> [Record extracts]
· · · · ·

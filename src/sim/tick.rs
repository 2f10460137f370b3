//! Simulation tick
//!
//! One frame of the game: spawn, move, collide, cull. Order matters and is
//! fixed so that replays with the same seed and inputs are identical.

use glam::Vec2;

use super::collision::ship_contacts;
use super::motion;
use super::rng::RandomSource;
use super::state::{GameEvent, GameState};
use crate::consts::MAX_PENDING_EVENTS;

/// Input commands for a single tick
#[derive(Debug, Clone, Default)]
pub struct TickInput {
    /// Latest move target received since the previous tick
    pub move_target: Option<Vec2>,
}

/// Advance the game state by `dt` seconds
pub fn tick<R: RandomSource>(state: &mut GameState<R>, input: &TickInput, dt: f32) {
    // Hosts occasionally hand over garbage frame times (clock jumps, NaN)
    let dt = if dt.is_finite() { dt.max(0.0) } else { 0.0 };

    // Commands apply before anything moves
    match input.move_target {
        Some(target) if target.is_finite() => {
            let ship = &mut state.entities.ship;
            ship.glide_to(target, state.config.ship_move_speed);
            log::debug!(
                "Ship gliding ({:.1}, {:.1}) -> ({:.1}, {:.1})",
                ship.pos.x,
                ship.pos.y,
                target.x,
                target.y
            );
        }
        Some(target) => {
            log::warn!("Ignoring non-finite move target ({}, {})", target.x, target.y);
        }
        None => {}
    }

    state.time_ticks += 1;
    state.time_secs += dt as f64;

    // Spawn
    for request in state.spawner.update(dt, &state.config, &mut state.rng) {
        let id = state.entities.insert_asteroid(
            request.pos,
            state.config.asteroid_size,
            request.variant,
        );
        log::debug!(
            "Spawned asteroid {} ({}) at x={}",
            id,
            request.variant.asset_name(),
            request.pos.x
        );
        state.events.push(GameEvent::AsteroidSpawned {
            id,
            pos: request.pos,
            variant: request.variant,
        });
    }

    // Move
    if motion::step(&mut state.entities, state.config.gravity, dt) {
        log::debug!("Ship arrived at ({:.1}, {:.1})", state.entities.ship.pos.x, state.entities.ship.pos.y);
    }

    // Collide. Every overlapping tick resets, not just the first contact.
    let contacts = ship_contacts(
        &state.entities.ship,
        state.entities.asteroids(),
        state.config.bounding_shape,
    );
    for id in contacts {
        log::trace!("Ship touching asteroid {}", id);
        state.events.push(GameEvent::Collision { id });
        let score = state.score.reset();
        state.events.push(GameEvent::ScoreChanged { score });
    }

    // Cull
    for asteroid in motion::cull(&mut state.entities, state.config.cull_y()) {
        let score = state.score.increment(1);
        log::debug!("Asteroid {} passed, score {}", asteroid.id, score);
        state.events.push(GameEvent::AsteroidCulled { id: asteroid.id });
        state.events.push(GameEvent::ScoreChanged { score });
    }

    // Hosts that never drain still get a bounded log; oldest go first
    if state.events.len() > MAX_PENDING_EVENTS {
        let excess = state.events.len() - MAX_PENDING_EVENTS;
        state.events.drain(..excess);
    }
}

· · · · ·

> [Brief]
Looking over the entries above, how many lines contain the string "score"? State the number and nothing else.

> [Exercise solution]
5